Contra la celebración del 28 de febrero y en apoyo de la manifestación convocada por el Bloque Crítico

MAIS

 

Desde el Movimiento Andaluz de la Izquierda Soberanista (MAIS), consideramos que el 28 de febrero de 1980, con la celebración del referéndum en el que se nos consultaba acerca del procedimiento preferido para acceder al proceso autonómico, se culmino el mayor acto de traición y embaucamiento perpetrado contra el Pueblo Trabajador Andaluz en los últimos decenios. El iniciado con otro referéndum, el de aprobación de la Constitución Española del 78. Aquel día, los trileros de la política nos cambiaron el autogobierno exigido el 4 de diciembre del 77, el derecho a ser nuestros dueños y los de nuestra tierra, por mera descentralización.

El 28-F no conquistamos nada, sólo nos ganamos el que se nos fuese concedido un sucedáneo de autogobierno, la autonomía, que conllevaba exclusivamente una delegación limitada de la gestión de una parte de las competencias del Estado Español. Lo que estaba en juego aquel 28 de febrero no era nuestro reconocimiento como pueblo ni como nación, y en consecuencia la recuperación de nuestra capacidad colectiva de autogobernarnos, nuestra soberanía, sino el tipo de competencias delegadas y el grado de capacidad de su gestión, según optásemos por la “autonomía de primera”, a través del artículo 151, o por la “vía lenta” del artículo 143.

Aquel 28 de febrero los andaluces y andaluzas nada logramos porque nada se podía conseguir. El marco constitucional surgido de la reforma de las instituciones franquistas, y por tanto de su continuidad, plasmado en la Constitución estatal en vigor, no admite ni permite admitir una nación andaluza, no reconoce ni posibilita el reconocimiento al pueblo andaluz y no devuelve ni ampara la devolución de nuestra libertad colectiva, de la soberanía nacional a Andalucía y la soberanía popular a los/as andaluces/zas. Aquel 28 de febrero, en cambio, si perdimos mucho; la posibilidad de contar con instrumentos reales para acabar con la dependencia y volver a ser libres. De ahí que desde unos postulados coherentemente nacionales y revolucionarios, los 28 de febrero no haya motivos para la celebración, si en cambio muchos para mantener la lucha.

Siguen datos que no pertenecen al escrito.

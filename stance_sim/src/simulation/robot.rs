// stance_sim/src/simulation/robot.rs

use nalgebra::{Isometry3, Vector3};
use stance_core::error::KinematicsError;
use stance_core::kinematics::{JointKind, KinematicTree, RigidBodyTree};
use stance_core::types::{BodyId, JointId};

/// A planar-legged demo biped: pelvis root, a torso on a yawing waist, and
/// two legs with pitching hip, knee and ankle.
#[derive(Debug, Clone)]
pub struct DemoBiped {
    pub tree: RigidBodyTree,
    /// Every actuated joint, in the order trajectories are generated for.
    pub joints: Vec<JointId>,
    pub torso: BodyId,
}

impl DemoBiped {
    pub fn new() -> Result<Self, KinematicsError> {
        let mut tree = RigidBodyTree::new("pelvis", 10.0, Vector3::new(0.0, 0.0, 0.02));
        let pelvis = tree.root_body();
        let mut joints = Vec::new();

        let (torso, waist) = tree.add_body(
            pelvis,
            "torso",
            JointKind::Revolute(Vector3::z_axis()),
            Isometry3::translation(0.0, 0.0, 0.1),
            20.0,
            Vector3::new(0.02, 0.0, 0.25),
        )?;
        joints.extend(waist);

        for (side, y) in [("left", 0.1), ("right", -0.1)] {
            let (thigh, hip) = tree.add_body(
                pelvis,
                &format!("{side}_thigh"),
                JointKind::Revolute(Vector3::y_axis()),
                Isometry3::translation(0.0, y, -0.08),
                5.0,
                Vector3::new(0.0, 0.0, -0.2),
            )?;
            let (shin, knee) = tree.add_body(
                thigh,
                &format!("{side}_shin"),
                JointKind::Revolute(Vector3::y_axis()),
                Isometry3::translation(0.0, 0.0, -0.42),
                3.0,
                Vector3::new(0.0, 0.0, -0.2),
            )?;
            let (_, ankle) = tree.add_body(
                shin,
                &format!("{side}_foot"),
                JointKind::Revolute(Vector3::y_axis()),
                Isometry3::translation(0.0, 0.0, -0.42),
                1.0,
                Vector3::new(0.04, 0.0, -0.03),
            )?;
            joints.extend(hip);
            joints.extend(knee);
            joints.extend(ankle);
        }

        tree.update_frames();
        Ok(Self { tree, joints, torso })
    }
}
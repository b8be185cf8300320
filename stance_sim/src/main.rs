// stance_sim/src/main.rs

use std::process::ExitCode;

use clap::Parser;
use stance_sim::prelude::*;
use tracing::{error, info};
use tracing_subscriber::EnvFilter;

fn main() -> ExitCode {
    let cli = Cli::parse();

    // A good filter for focusing on our crates' logs during development.
    let filter = EnvFilter::try_from_default_env()
        .unwrap_or_else(|_| EnvFilter::new("info,stance_core=debug,stance_sim=debug"));
    tracing_subscriber::fmt().with_env_filter(filter).init();

    info!("Loading scenario from: {}", cli.scenario.display());
    let mut config = match ScenarioConfig::load(&cli.scenario) {
        Ok(config) => config,
        Err(e) => {
            error!("{e}");
            return ExitCode::FAILURE;
        }
    };
    if let Some(duration) = cli.duration {
        config.simulation.duration_seconds = duration;
    }
    if let Some(seed) = cli.seed {
        config.simulation.seed = Some(seed);
    }

    if cli.print_config {
        return match toml::to_string_pretty(&config) {
            Ok(text) => {
                println!("{text}");
                ExitCode::SUCCESS
            }
            Err(e) => {
                error!("failed to render scenario: {e}");
                ExitCode::FAILURE
            }
        };
    }

    match evaluate(&config) {
        Ok(report) => {
            report.log();
            ExitCode::SUCCESS
        }
        Err(e) => {
            error!("evaluation aborted: {e}");
            ExitCode::FAILURE
        }
    }
}
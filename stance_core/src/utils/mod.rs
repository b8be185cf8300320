// stance_core/src/utils/mod.rs

pub mod matrix;
pub mod so3;
// stance_core/tests/estimator_scenarios.rs

use approx::assert_relative_eq;
use nalgebra::{DMatrix, Isometry3, UnitQuaternion, Vector3};
use stance_core::config::{
    AngularVelocitySensorConfiguration, LinearAccelerationSensorConfiguration, OrientationSensorConfiguration,
    PointSensorConfiguration,
};
use stance_core::prelude::*;

// --- Fixtures ---

/// Pelvis root, torso on a waist joint, one leg ending in a foot.
fn biped_tree() -> (RigidBodyTree, Vec<JointId>, BodyId) {
    let mut tree = RigidBodyTree::new("pelvis", 8.0, Vector3::new(0.0, 0.0, 0.02));
    let pelvis = tree.root_body();
    let (_, waist) = tree
        .add_body(
            pelvis,
            "torso",
            JointKind::Revolute(Vector3::y_axis()),
            Isometry3::translation(0.0, 0.0, 0.12),
            14.0,
            Vector3::new(0.0, 0.0, 0.2),
        )
        .unwrap();
    let (thigh, hip) = tree
        .add_body(
            pelvis,
            "thigh",
            JointKind::Revolute(Vector3::y_axis()),
            Isometry3::translation(0.0, 0.1, -0.05),
            4.0,
            Vector3::new(0.0, 0.0, -0.2),
        )
        .unwrap();
    let (shin, knee) = tree
        .add_body(
            thigh,
            "shin",
            JointKind::Revolute(Vector3::y_axis()),
            Isometry3::translation(0.0, 0.0, -0.4),
            2.5,
            Vector3::new(0.0, 0.0, -0.2),
        )
        .unwrap();
    let (foot, _) = tree
        .add_body(shin, "foot", JointKind::Fixed, Isometry3::translation(0.0, 0.0, -0.4), 0.8, Vector3::zeros())
        .unwrap();
    tree.update_frames();

    let joints = [waist, hip, knee].into_iter().flatten().collect();
    (tree, joints, foot)
}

Andalucía sólo tiene un día, el 4 de diciembre, su Día Nacional. La fecha que rememora aquella jornada en que el pueblo trabajador andaluz se hecho masivamente a la calle manifestando su voluntad de volver a ser, como reivindica nuestro himno. Aquella en que nos manifestamos en un gesto multitudinario de auto reconocimiento y de exigencia de nuestros derechos. El 28 de febrero ni es el Día de Andalucía ni una festividad para los/as andaluces/zas conscientes, sólo es el día de aquellos que acatan o defienden este “marco constitucional” y su “autonomía”, contribuyendo con ello a la perpetuación de nuestra negación como país y el mantenimiento del secuestro de nuestra soberanía. La Andalucía dependiente, expoliada y alienada de estos últimos decenios no es consecuencia de un determinado partido, actuación o normativa, está implícita en la constitución española y los estatutos de autonomía, y el 28-F la simboliza.

El 28 de febrero no es una fecha para festejar sino para combatir. Una Jornada de lucha por nuestra libertad y contra todas las agresiones que sufrimos por parte del Sistema. Un día para batallar contra España, el Capital, el Estado impuesto y su sucursal autonómica: la Junta de la Dependencia Andaluza. Ésta es la razón de que el MAIS haya decidido integrarse en el Bloque Critico y de que apoyemos la manifestación convocada por éste para ese día en Sevilla. El que tanto la plataforma como el acto propuesto poseen esas características de confrontación y reivindicación. Pero lo hacemos desde posicionamientos diferenciados e igualmente críticos.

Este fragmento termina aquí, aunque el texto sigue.